WHAT THE TASK ASKS:
Pick out each line with the word "async" from the material that follows.

══ DATA

use std::io::Write;

use colored::Colorize;
use zeroize::Zeroize;

use crate::error::{Result, YaquedoError};
use crate::gateway::Gateway;
use crate::models::Plan;
use crate::session::{SessionStore, SignUpFields};
use crate::settings::load_settings;

fn prompt(label: &str) -> Result<String> {
    print!("{label}");
    std::io::stdout().flush()?;
    let mut line = String::new();
    std::io::stdin().read_line(&mut line)?;
    Ok(line.trim().to_string())
}

// -- client-side validation: these block the action locally, no request is
// -- made when they fail.

fn validate_email(email: &str) -> Result<()> {
    if email.contains('@') && email.contains('.') && !email.contains(char::is_whitespace) {
        Ok(())
    } else {
        Err(YaquedoError::Validation(format!("Correo inválido: {email}")))
    }
}

fn validate_password(password: &str, confirm: &str) -> Result<()> {
    if password.len() < 6 {
        return Err(YaquedoError::Validation(
            "La contraseña debe tener al menos 6 caracteres.".to_string(),
        ));
    }
    if password != confirm {
        return Err(YaquedoError::Validation(
            "Las contraseñas no coinciden.".to_string(),
        ));
    }
    Ok(())
}

fn validate_cedula(cedula: &str) -> Result<()> {
    if !cedula.is_empty() && cedula.chars().all(|c| c.is_ascii_digit()) {
        Ok(())
    } else {
        Err(YaquedoError::Validation(
            "La cédula debe contener solo dígitos.".to_string(),
        ))
    }
}

fn parse_plan(raw: &str) -> Result<Plan> {
    match raw.to_lowercase().as_str() {
        "basico" | "básico" | "" => Ok(Plan::Basico),
        "profesional" => Ok(Plan::Profesional),
        "negocios" => Ok(Plan::Negocios),
        other => Err(YaquedoError::Validation(format!(
            "Plan desconocido: {other} (usa basico, profesional o negocios)"
        ))),
    }
}

pub async fn login(email: Option<String>) -> Result<()> {
    let settings = load_settings();
    let gateway = Gateway::new(&settings);
    let email = match email {
        Some(e) => e,
        None => prompt("Correo: ")?,
    };
    validate_email(&email)?;
    let mut password = rpassword::prompt_password("Contraseña: ")?;
    let store = SessionStore::new();
    let sub = store.subscribe(Box::new(|state| log::info!("auth state: {state:?}")));
    let outcome = store.sign_in(&gateway, &email, &password).await;
    password.zeroize();
    store.unsubscribe(sub);
    let profile = outcome?;
    println!(
        "{}",
        format!("Hola, {}. Sesión iniciada.", profile.nombre_completo).green()
    );
    if !profile.onboarding_completed {
        println!("Abre `yaquedo dashboard` para comenzar el recorrido de bienvenida.");
    }
    Ok(())
}

pub async fn signup() -> Result<()> {
    let email = prompt("Correo: ")?;
    validate_email(&email)?;
    let nombre_completo = prompt("Nombre completo: ")?;
    let nombre_negocio = prompt("Nombre del negocio: ")?;
    let cedula = prompt("Cédula: ")?;
    validate_cedula(&cedula)?;
    let plan = parse_plan(&prompt("Plan [basico/profesional/negocios]: ")?)?;

    let mut password = rpassword::prompt_password("Contraseña: ")?;
    let mut confirm = rpassword::prompt_password("Confirma la contraseña: ")?;
    let checked = validate_password(&password, &confirm);
    confirm.zeroize();
    if let Err(e) = checked {
        password.zeroize();
        return Err(e);
    }

    let settings = load_settings();
    let gateway = Gateway::new(&settings);
    let store = SessionStore::new();
    let fields = SignUpFields { nombre_completo, nombre_negocio, cedula, plan };
    let outcome = store.sign_up(&gateway, &email, &password, &fields).await;
    password.zeroize();
    outcome?;
    println!(
        "{}",
        "Cuenta creada. Quedará activa cuando el equipo la apruebe.".green()
    );
    Ok(())
}

pub async fn logout() -> Result<()> {
    let settings = load_settings();
    if settings.session.is_none() {
        println!("No había una sesión activa.");
        return Ok(());
    }
    let gateway = Gateway::new(&settings);
    let store = SessionStore::restore(settings.session.as_ref());
    let sub = store.subscribe(Box::new(|state| log::info!("auth state: {state:?}")));
    let outcome = store.sign_out(&gateway).await;
    store.unsubscribe(sub);
    outcome?;
    println!("Sesión cerrada.");
    Ok(())
}

#[cfg(test)]
mod tests {
    use super::*;

    #[test]
    fn test_validate_email() {
        assert!(validate_email("ana@example.com").is_ok());
        assert!(validate_email("sin-arroba.com").is_err());
        assert!(validate_email("con espacios@x.co").is_err());
    }

    #[test]
    fn test_validate_password_mismatch_blocks() {
        assert!(validate_password("secreto1", "secreto1").is_ok());
        assert!(validate_password("secreto1", "secreto2").is_err());
        assert!(validate_password("corta", "corta").is_err());
    }

    #[test]
    fn test_validate_cedula_digits_only() {
        assert!(validate_cedula("1032456789").is_ok());
        assert!(validate_cedula("10.324.567").is_err());
        assert!(validate_cedula("").is_err());
    }

    #[test]
    fn test_parse_plan() {
        assert_eq!(parse_plan("basico").unwrap(), Plan::Basico);
        assert_eq!(parse_plan("Básico").unwrap(), Plan::Basico);
        assert_eq!(parse_plan("").unwrap(), Plan::Basico); // default on enter
        assert_eq!(parse_plan("negocios").unwrap(), Plan::Negocios);
        assert!(parse_plan("premium").is_err());
    }
}
pub mod auth;
pub mod dashboard;
pub mod export;
pub mod profile;
pub mod receipts;
pub mod tour_cmd;
pub mod usage;

use chrono::NaiveDate;
use clap::{Parser, Subcommand};
use uuid::Uuid;

use crate::error::{Result, YaquedoError};
use crate::filters::{DateRange, StatusFilter};
use crate::gateway::Gateway;
use crate::settings::{load_settings, Settings};

/// Everything a signed-in command needs: settings, an authenticated gateway
/// client, and the session's user id.
pub(crate) struct Context {
    pub settings: Settings,
    pub gateway: Gateway,
    pub user_id: Uuid,
}

pub(crate) fn signed_in_context() -> Result<Context> {
    let settings = load_settings();
    let session = settings.session.clone().ok_or(YaquedoError::NotSignedIn)?;
    let gateway = Gateway::new(&settings);
    Ok(Context { settings, gateway, user_id: session.user_id })
}

/// Parse a `--status` value. Accepts the English keys and their Spanish
/// spellings.
pub(crate) fn parse_status(raw: &str) -> Result<StatusFilter> {
    match raw.to_lowercase().as_str() {
        "all" | "todos" => Ok(StatusFilter::All),
        "valid" | "validos" | "válidos" => Ok(StatusFilter::Valid),
        "invalid" | "invalidos" | "inválidos" => Ok(StatusFilter::Invalid),
        other => Err(YaquedoError::Validation(format!(
            "Estado desconocido: {other} (usa all, valid o invalid)"
        ))),
    }
}

/// Parse `--from`/`--to` into an inclusive range. `--from` alone means that
/// single day; `--to` alone is rejected before anything else runs.
pub(crate) fn parse_range(
    from: Option<&str>,
    to: Option<&str>,
) -> Result<Option<DateRange>> {
    let parse = |raw: &str| {
        NaiveDate::parse_from_str(raw, "%Y-%m-%d").map_err(|_| {
            YaquedoError::Validation(format!("Fecha inválida: {raw} (usa YYYY-MM-DD)"))
        })
    };
    match (from, to) {
        (None, None) => Ok(None),
        (Some(f), None) => Ok(Some(DateRange { from: parse(f)?, to: None })),
        (Some(f), Some(t)) => Ok(Some(DateRange {
            from: parse(f)?,
            to: Some(parse(t)?),
        })),
        (None, Some(_)) => Err(YaquedoError::Validation(
            "--to requiere --from".to_string(),
        )),
    }
}

#[derive(Parser)]
#[command(
    name = "yaquedo",
    about = "Ya Quedó: valida los comprobantes de pago de tu negocio."
)]
pub struct Cli {
    #[command(subcommand)]
    pub command: Option<Commands>,
}

#[derive(Subcommand)]
pub enum Commands {
    /// Inicia sesión con tu correo y contraseña.
    Login {
        /// Correo de la cuenta (se pregunta si se omite)
        #[arg(long)]
        email: Option<String>,
    },
    /// Crea una cuenta nueva con los datos del negocio.
    Signup,
    /// Cierra la sesión actual.
    Logout,
    /// Abre el panel interactivo (comando predeterminado).
    Dashboard,
    /// Lista los comprobantes, con filtros opcionales.
    List {
        /// Búsqueda por beneficiario, banco, número o referencia
        #[arg(long)]
        search: Option<String>,
        /// Estado: all, valid o invalid
        #[arg(long)]
        status: Option<String>,
        /// Desde: YYYY-MM-DD
        #[arg(long = "from")]
        from_date: Option<String>,
        /// Hasta: YYYY-MM-DD (si se omite, se usa --from)
        #[arg(long = "to")]
        to_date: Option<String>,
    },
    /// Muestra estadísticas sobre los comprobantes filtrados.
    Stats {
        #[arg(long)]
        search: Option<String>,
        #[arg(long)]
        status: Option<String>,
        #[arg(long = "from")]
        from_date: Option<String>,
        #[arg(long = "to")]
        to_date: Option<String>,
    },
    /// Elimina un comprobante por id.
    Delete {
        /// Id del comprobante
        id: String,
    },
    /// Edita las notas de un comprobante.
    Edit {
        /// Id del comprobante
        id: String,
        /// Nuevo texto de las notas
        #[arg(long)]
        notas: String,
    },
    /// Exporta los comprobantes a un archivo XLSX.
    Export {
        #[arg(long = "from")]
        from_date: Option<String>,
        #[arg(long = "to")]
        to_date: Option<String>,
        /// Ruta del archivo de salida
        #[arg(long)]
        output: Option<String>,
    },
    /// Muestra el uso del mes frente a la cuota de tu plan.
    Usage,
    /// Muestra el perfil de la cuenta.
    Profile,
    /// Administra las cuentas de recaudo.
    Accounts {
        #[command(subcommand)]
        command: AccountsCommands,
    },
    /// Reinicia el recorrido de bienvenida en el panel.
    Tour,
}

#[derive(Subcommand)]
pub enum AccountsCommands {
    /// Agrega una cuenta de recaudo.
    Add {
        /// Nombre de la cuenta, p. ej. 'Cuenta principal'
        nombre: String,
        /// Número de la cuenta
        #[arg(long)]
        numero: String,
        /// Titular de la cuenta
        #[arg(long)]
        titular: String,
    },
    /// Lista las cuentas de recaudo.
    List,
    /// Elimina una cuenta de recaudo por id.
    Remove {
        /// Id de la cuenta
        id: String,
    },
}

#[cfg(test)]
mod tests {
    use super::*;

    #[test]
    fn test_parse_status_accepts_both_languages() {
        assert_eq!(parse_status("all").unwrap(), StatusFilter::All);
        assert_eq!(parse_status("VALID").unwrap(), StatusFilter::Valid);
        assert_eq!(parse_status("inválidos").unwrap(), StatusFilter::Invalid);
        assert!(parse_status("maybe").is_err());
    }

    #[test]
    fn test_parse_range_from_alone_is_single_day() {
        let r = parse_range(Some("2024-01-05"), None).unwrap().unwrap();
        assert_eq!(r.effective_to(), r.from);
    }

    #[test]
    fn test_parse_range_rejects_to_without_from() {
        assert!(parse_range(None, Some("2024-01-05")).is_err());
    }

    #[test]
    fn test_parse_range_rejects_malformed_dates() {
        assert!(parse_range(Some("05/01/2024"), None).is_err());
        assert!(parse_range(Some("2024-01-05"), Some("ayer")).is_err());
    }
}
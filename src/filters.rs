use std::collections::HashMap;

use chrono::{Datelike, Duration, NaiveDate};

use crate::fmt::parse_fecha;
use crate::models::Comprobante;

// ---------------------------------------------------------------------------
// Filter state
// ---------------------------------------------------------------------------

#[derive(Debug, Clone, Copy, PartialEq, Eq, Default)]
pub enum StatusFilter {
    #[default]
    All,
    Valid,
    Invalid,
}

impl StatusFilter {
    pub fn label(self) -> &'static str {
        match self {
            StatusFilter::All => "Todos",
            StatusFilter::Valid => "Válidos",
            StatusFilter::Invalid => "Inválidos",
        }
    }

    /// Cycle order used by the dashboard status key.
    pub fn next(self) -> Self {
        match self {
            StatusFilter::All => StatusFilter::Valid,
            StatusFilter::Valid => StatusFilter::Invalid,
            StatusFilter::Invalid => StatusFilter::All,
        }
    }
}

/// Inclusive calendar-day interval. A missing `to` means the single day `from`.
#[derive(Debug, Clone, Copy, PartialEq, Eq)]
pub struct DateRange {
    pub from: NaiveDate,
    pub to: Option<NaiveDate>,
}

impl DateRange {
    pub fn effective_to(&self) -> NaiveDate {
        self.to.unwrap_or(self.from)
    }

    pub fn contains(&self, day: NaiveDate) -> bool {
        day >= self.from && day <= self.effective_to()
    }
}

#[derive(Debug, Clone, Default, PartialEq)]
pub struct FilterState {
    pub search: String,
    pub status: StatusFilter,
    pub date_range: Option<DateRange>,
}

// ---------------------------------------------------------------------------
// Predicates
// ---------------------------------------------------------------------------

fn matches_date(receipt: &Comprobante, range: &DateRange) -> bool {
    match parse_fecha(&receipt.fecha) {
        Some(day) => range.contains(day),
        None => {
            // Excluded, but never silently and never fatally.
            log::error!(
                "comprobante {} has unparseable fecha {:?}; excluded from filter",
                receipt.id,
                receipt.fecha
            );
            false
        }
    }
}

fn field_contains(field: Option<&str>, needle: &str) -> bool {
    field.map(|f| f.to_lowercase().contains(needle)).unwrap_or(false)
}

fn matches_search(receipt: &Comprobante, term: &str) -> bool {
    if term.is_empty() {
        return true;
    }
    let needle = term.to_lowercase();
    field_contains(receipt.nombre_beneficiario.as_deref(), &needle)
        || receipt.banco_emisor.to_lowercase().contains(&needle)
        || field_contains(receipt.numero_comprobante.as_deref(), &needle)
        || field_contains(receipt.numero_referencia.as_deref(), &needle)
}

fn matches_status(receipt: &Comprobante, status: StatusFilter) -> bool {
    match status {
        StatusFilter::All => true,
        StatusFilter::Valid => receipt.es_valido,
        StatusFilter::Invalid => !receipt.es_valido,
    }
}

/// Apply all three predicates (ANDed) to the full list. Pure: the input is
/// never mutated and reapplying the same filters is idempotent.
pub fn apply_filters(receipts: &[Comprobante], filters: &FilterState) -> Vec<Comprobante> {
    let term = filters.search.trim();
    receipts
        .iter()
        .filter(|r| match &filters.date_range {
            Some(range) => matches_date(r, range),
            None => true,
        })
        .filter(|r| matches_search(r, term))
        .filter(|r| matches_status(r, filters.status))
        .cloned()
        .collect()
}

// ---------------------------------------------------------------------------
// Statistics
// ---------------------------------------------------------------------------

#[derive(Debug, Clone, PartialEq)]
pub struct ReceiptStats {
    pub total: usize,
    pub validos: usize,
    pub invalidos: usize,
    /// Sum of `valor_transferencia` over valid receipts only.
    pub valor_total: f64,
    /// "N/A" when the list is empty.
    pub banco_mas_usado: String,
}

/// Recompute aggregates over exactly the given list (the dashboard passes the
/// filtered subset, the repository passes the full set).
pub fn compute_stats(receipts: &[Comprobante]) -> ReceiptStats {
    let total = receipts.len();
    let validos = receipts.iter().filter(|r| r.es_valido).count();
    let valor_total: f64 = receipts
        .iter()
        .filter(|r| r.es_valido)
        .map(|r| r.valor_transferencia)
        .sum();

    // Left-to-right reduction; on a tie the first bank to reach the winning
    // count stays the winner.
    let mut counts: HashMap<&str, usize> = HashMap::new();
    let mut best_bank: Option<&str> = None;
    let mut best_count = 0usize;
    for r in receipts {
        let n = counts.entry(r.banco_emisor.as_str()).or_insert(0);
        *n += 1;
        if *n > best_count {
            best_count = *n;
            best_bank = Some(r.banco_emisor.as_str());
        }
    }

    ReceiptStats {
        total,
        validos,
        invalidos: total - validos,
        valor_total,
        banco_mas_usado: best_bank.unwrap_or("N/A").to_string(),
    }
}

// ---------------------------------------------------------------------------
// Date presets
// ---------------------------------------------------------------------------

#[derive(Debug, Clone, Copy, PartialEq, Eq)]
pub enum DatePreset {
    Today,
    ThisWeek,
    ThisMonth,
    LastMonth,
}

impl DatePreset {
    pub fn label(self) -> &'static str {
        match self {
            DatePreset::Today => "Hoy",
            DatePreset::ThisWeek => "Esta semana",
            DatePreset::ThisMonth => "Este mes",
            DatePreset::LastMonth => "Mes anterior",
        }
    }
}

fn month_bounds(year: i32, month: u32) -> (NaiveDate, NaiveDate) {
    let first = NaiveDate::from_ymd_opt(year, month, 1).expect("valid month start");
    let next = if month == 12 {
        NaiveDate::from_ymd_opt(year + 1, 1, 1)
    } else {
        NaiveDate::from_ymd_opt(year, month + 1, 1)
    }
    .expect("valid month rollover");
    (first, next - Duration::days(1))
}

/// Resolve a preset to a concrete interval at click time. Weeks start on
/// Monday.
pub fn resolve_preset(preset: DatePreset, today: NaiveDate) -> DateRange {
    match preset {
        DatePreset::Today => DateRange { from: today, to: Some(today) },
        DatePreset::ThisWeek => {
            let from = today - Duration::days(today.weekday().num_days_from_monday() as i64);
            DateRange { from, to: Some(from + Duration::days(6)) }
        }
        DatePreset::ThisMonth => {
            let (from, to) = month_bounds(today.year(), today.month());
            DateRange { from, to: Some(to) }
        }
        DatePreset::LastMonth => {
            let (year, month) = if today.month() == 1 {
                (today.year() - 1, 12)
            } else {
                (today.year(), today.month() - 1)
            };
            let (from, to) = month_bounds(year, month);
            DateRange { from, to: Some(to) }
        }
    }
}

/// Preset clicks toggle: selecting the already-active preset clears the date
/// filter instead of reapplying it.
pub fn toggle_preset(
    current: Option<DateRange>,
    preset: DatePreset,
    today: NaiveDate,
) -> Option<DateRange> {
    let resolved = resolve_preset(preset, today);
    if current == Some(resolved) {
        None
    } else {
        Some(resolved)
    }
}

#[cfg(test)]
mod tests {
    use super::*;
    use uuid::Uuid;

    fn comprobante(banco: &str, fecha: &str, valor: f64, es_valido: bool) -> Comprobante {
        Comprobante {
            id: Uuid::new_v4(),
            user_id: Uuid::nil(),
            banco_emisor: banco.to_string(),
            tipo_comprobante: None,
            numero_comprobante: None,
            numero_referencia: None,
            fecha: fecha.to_string(),
            hora: None,
            valor_transferencia: valor,
            moneda: "COP".to_string(),
            nombre_beneficiario: Some("Juan".to_string()),
            cuenta_origen: None,
            cuenta_destino: None,
            estado_transaccion: None,
            notas: None,
            es_valido,
            imagen_url: None,
            imagen_nombre: None,
            imagen_path: None,
            imagen_size: None,
            created_at: "2024-01-01T00:00:00+00:00".to_string(),
            updated_at: None,
        }
    }

    fn sample() -> Vec<Comprobante> {
        vec![
            comprobante("Nequi", "2024-01-05", 1000.0, true),
            comprobante("Bancolombia", "2024-01-10", 2000.0, false),
            comprobante("Nequi", "2024-02-01", 3000.0, true),
        ]
    }

    fn day(y: i32, m: u32, d: u32) -> NaiveDate {
        NaiveDate::from_ymd_opt(y, m, d).unwrap()
    }

    #[test]
    fn test_empty_filter_is_identity() {
        let list = sample();
        let out = apply_filters(&list, &FilterState::default());
        assert_eq!(out, list);
    }

    #[test]
    fn test_filter_is_subset_and_idempotent() {
        let list = sample();
        let f = FilterState { status: StatusFilter::Valid, ..Default::default() };
        let once = apply_filters(&list, &f);
        assert!(once.iter().all(|r| list.iter().any(|o| o.id == r.id)));
        let twice = apply_filters(&once, &f);
        assert_eq!(once, twice);
        // Input untouched
        assert_eq!(list.len(), 3);
    }

    #[test]
    fn test_status_valid_scenario() {
        let list = sample();
        let f = FilterState { status: StatusFilter::Valid, ..Default::default() };
        let out = apply_filters(&list, &f);
        assert_eq!(out.len(), 2);
        assert_eq!(out[0].fecha, "2024-01-05");
        assert_eq!(out[1].fecha, "2024-02-01");

        let stats = compute_stats(&out);
        assert_eq!(stats.valor_total, 4000.0);
        // Both remaining receipts are Nequi; first-encountered stays the winner.
        assert_eq!(stats.banco_mas_usado, "Nequi");
    }

    #[test]
    fn test_invalid_receipts_contribute_zero_to_total() {
        let stats = compute_stats(&sample());
        assert_eq!(stats.total, 3);
        assert_eq!(stats.validos, 2);
        assert_eq!(stats.invalidos, 1);
        assert_eq!(stats.valor_total, 4000.0); // 2000 from the invalid one excluded
    }

    #[test]
    fn test_stats_on_empty_list() {
        let stats = compute_stats(&[]);
        assert_eq!(stats.total, 0);
        assert_eq!(stats.valor_total, 0.0);
        assert_eq!(stats.banco_mas_usado, "N/A");
    }

    #[test]
    fn test_most_used_bank_tie_first_wins() {
        let list = vec![
            comprobante("Davivienda", "2024-01-01", 1.0, true),
            comprobante("BBVA", "2024-01-02", 1.0, true),
            comprobante("BBVA", "2024-01-03", 1.0, true),
            comprobante("Davivienda", "2024-01-04", 1.0, true),
        ];
        // Both end at 2, Davivienda reached every count first.
        assert_eq!(compute_stats(&list).banco_mas_usado, "Davivienda");
    }

    #[test]
    fn test_search_is_case_insensitive_across_fields() {
        let list = sample();
        let f = FilterState { search: "nequi".to_string(), ..Default::default() };
        let out = apply_filters(&list, &f);
        assert_eq!(out.len(), 2);

        let f = FilterState { search: "NEQUI".to_string(), ..Default::default() };
        assert_eq!(apply_filters(&list, &f).len(), 2);

        let f = FilterState { search: "bbva".to_string(), ..Default::default() };
        assert!(apply_filters(&list, &f).is_empty());
    }

    #[test]
    fn test_search_missing_fields_do_not_match() {
        let mut c = comprobante("Nequi", "2024-01-05", 1000.0, true);
        c.nombre_beneficiario = None;
        let f = FilterState { search: "juan".to_string(), ..Default::default() };
        assert!(apply_filters(&[c], &f).is_empty());
    }

    #[test]
    fn test_search_matches_receipt_and_reference_numbers() {
        let mut c = comprobante("Nequi", "2024-01-05", 1000.0, true);
        c.numero_referencia = Some("REF-777".to_string());
        let f = FilterState { search: "ref-7".to_string(), ..Default::default() };
        assert_eq!(apply_filters(std::slice::from_ref(&c), &f).len(), 1);
    }

    #[test]
    fn test_date_range_inclusive_and_single_day() {
        let list = sample();
        let f = FilterState {
            date_range: Some(DateRange { from: day(2024, 1, 5), to: Some(day(2024, 1, 10)) }),
            ..Default::default()
        };
        assert_eq!(apply_filters(&list, &f).len(), 2);

        // to := from when absent
        let f = FilterState {
            date_range: Some(DateRange { from: day(2024, 1, 10), to: None }),
            ..Default::default()
        };
        let out = apply_filters(&list, &f);
        assert_eq!(out.len(), 1);
        assert_eq!(out[0].banco_emisor, "Bancolombia");
    }

    #[test]
    fn test_unparseable_date_excluded_without_panic() {
        let mut list = sample();
        list.push(comprobante("Nequi", "fecha rota", 500.0, true));
        let f = FilterState {
            date_range: Some(DateRange { from: day(2024, 1, 1), to: Some(day(2024, 12, 31)) }),
            ..Default::default()
        };
        let out = apply_filters(&list, &f);
        assert_eq!(out.len(), 3);
        assert!(out.iter().all(|r| r.fecha != "fecha rota"));
    }

    #[test]
    fn test_predicates_are_anded() {
        let list = sample();
        let f = FilterState {
            search: "nequi".to_string(),
            status: StatusFilter::Valid,
            date_range: Some(DateRange { from: day(2024, 1, 1), to: Some(day(2024, 1, 31)) }),
        };
        let out = apply_filters(&list, &f);
        assert_eq!(out.len(), 1);
        assert_eq!(out[0].fecha, "2024-01-05");
    }

    #[test]
    fn test_preset_today() {
        let today = day(2024, 3, 15);
        let r = resolve_preset(DatePreset::Today, today);
        assert_eq!(r.from, today);
        assert_eq!(r.to, Some(today));
    }

    #[test]
    fn test_preset_week_starts_monday() {
        // 2024-03-15 is a Friday
        let r = resolve_preset(DatePreset::ThisWeek, day(2024, 3, 15));
        assert_eq!(r.from, day(2024, 3, 11));
        assert_eq!(r.to, Some(day(2024, 3, 17)));
    }

    #[test]
    fn test_preset_months() {
        let r = resolve_preset(DatePreset::ThisMonth, day(2024, 3, 15));
        assert_eq!(r.from, day(2024, 3, 1));
        assert_eq!(r.to, Some(day(2024, 3, 31)));

        let r = resolve_preset(DatePreset::LastMonth, day(2024, 3, 15));
        assert_eq!(r.from, day(2024, 2, 1));
        assert_eq!(r.to, Some(day(2024, 2, 29))); // leap year

        let r = resolve_preset(DatePreset::LastMonth, day(2024, 1, 10));
        assert_eq!(r.from, day(2023, 12, 1));
        assert_eq!(r.to, Some(day(2023, 12, 31)));
    }

    #[test]
    fn test_preset_toggle_clears_on_reuse() {
        let today = day(2024, 3, 15);
        let first = toggle_preset(None, DatePreset::ThisMonth, today);
        assert!(first.is_some());
        let second = toggle_preset(first, DatePreset::ThisMonth, today);
        assert_eq!(second, None);
    }

    #[test]
    fn test_preset_switch_replaces_instead_of_clearing() {
        let today = day(2024, 3, 15);
        let month = toggle_preset(None, DatePreset::ThisMonth, today);
        let week = toggle_preset(month, DatePreset::ThisWeek, today);
        assert_eq!(week, Some(resolve_preset(DatePreset::ThisWeek, today)));
    }

    #[test]
    fn test_status_cycle() {
        assert_eq!(StatusFilter::All.next(), StatusFilter::Valid);
        assert_eq!(StatusFilter::Valid.next(), StatusFilter::Invalid);
        assert_eq!(StatusFilter::Invalid.next(), StatusFilter::All);
    }
}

════

YOUR RESPONSE:
pub async fn login(email: Option<String>) -> Result<()> {
pub async fn signup() -> Result<()> {
pub async fn logout() -> Result<()> {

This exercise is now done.